From the first record below to the last, retype each one exactly.

[Start of section]

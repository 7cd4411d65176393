use std::path::Path;

use serde_json::Value;
use tracing::{info, instrument};

use crate::domain::{
    common::entities::app_errors::CoreError,
    localization::{Translator, value_objects::Language},
};

/// Loads `<dir>/en.json` and `<dir>/ku.json` into a [`Translator`].
#[instrument]
pub async fn load_translations(dir: &Path) -> Result<Translator, CoreError> {
    let mut documents = Vec::with_capacity(Language::ALL.len());

    for language in Language::ALL {
        let path = dir.join(format!("{}.json", language.code()));
        let source = tokio::fs::read_to_string(&path).await.map_err(|e| {
            CoreError::LocalizationError(format!("failed to read {}: {}", path.display(), e))
        })?;
        let document: Value = serde_json::from_str(&source).map_err(|e| {
            CoreError::LocalizationError(format!("failed to parse {}: {}", path.display(), e))
        })?;
        documents.push((language, document));
    }

    info!(dir = %dir.display(), "Translations loaded");

    Ok(Translator::from_documents(documents))
}

#[cfg(test)]
mod tests {
    use super::*;

    #[tokio::test]
    async fn test_load_translations_from_bundled_dir() {
        let dir = Path::new(env!("CARGO_MANIFEST_DIR")).join("locales");
        let translator = load_translations(&dir).await.expect("locales load");

        assert_eq!(translator.translate(Language::En, "app.title"), "Kurd Med");
        assert_eq!(translator.translate(Language::Ku, "app.title"), "کورد مێد");
    }

    #[tokio::test]
    async fn test_load_translations_missing_dir() {
        let dir = tempfile::tempdir().unwrap();
        let err = load_translations(&dir.path().join("missing"))
            .await
            .unwrap_err();

        assert!(matches!(err, CoreError::LocalizationError(_)));
    }

    #[tokio::test]
    async fn test_load_translations_rejects_malformed_file() {
        let dir = tempfile::tempdir().unwrap();
        std::fs::write(dir.path().join("en.json"), r#"{"app":{"title":"Kurd Med"}}"#).unwrap();
        std::fs::write(dir.path().join("ku.json"), "{ not json").unwrap();

        let err = load_translations(dir.path()).await.unwrap_err();

        assert!(matches!(err, CoreError::LocalizationError(message) if message.contains("ku.json")));
    }
}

[End of section]

**EXERCISE RESULT**
repository 7cd4411d65176393
use std::path::Path;

use serde_json::Value;
use tracing::{info, instrument};

use crate::domain::{
    common::entities::app_errors::CoreError,
    localization::{Translator, value_objects::Language},
};

/// Loads `<dir>/en.json` and `<dir>/ku.json` into a [`Translator`].
#[instrument]
pub async fn load_translations(dir: &Path) -> Result<Translator, CoreError> {
    let mut documents = Vec::with_capacity(Language::ALL.len());

    for language in Language::ALL {
        let path = dir.join(format!("{}.json", language.code()));
        let source = tokio::fs::read_to_string(&path).await.map_err(|e| {
            CoreError::LocalizationError(format!("failed to read {}: {}", path.display(), e))
        })?;
        let document: Value = serde_json::from_str(&source).map_err(|e| {
            CoreError::LocalizationError(format!("failed to parse {}: {}", path.display(), e))
        })?;
        documents.push((language, document));
    }

    info!(dir = %dir.display(), "Translations loaded");

    Ok(Translator::from_documents(documents))
}

#[cfg(test)]
mod tests {
    use super::*;

    #[tokio::test]
    async fn test_load_translations_from_bundled_dir() {
        let dir = Path::new(env!("CARGO_MANIFEST_DIR")).join("locales");
        let translator = load_translations(&dir).await.expect("locales load");

        assert_eq!(translator.translate(Language::En, "app.title"), "Kurd Med");
        assert_eq!(translator.translate(Language::Ku, "app.title"), "کورد مێد");
    }

    #[tokio::test]
    async fn test_load_translations_missing_dir() {
        let dir = tempfile::tempdir().unwrap();
        let err = load_translations(&dir.path().join("missing"))
            .await
            .unwrap_err();

        assert!(matches!(err, CoreError::LocalizationError(_)));
    }

    #[tokio::test]
    async fn test_load_translations_rejects_malformed_file() {
        let dir = tempfile::tempdir().unwrap();
        std::fs::write(dir.path().join("en.json"), r#"{"app":{"title":"Kurd Med"}}"#).unwrap();
        std::fs::write(dir.path().join("ku.json"), "{ not json").unwrap();

        let err = load_translations(dir.path()).await.unwrap_err();

        assert!(matches!(err, CoreError::LocalizationError(message) if message.contains("ku.json")));
    }
}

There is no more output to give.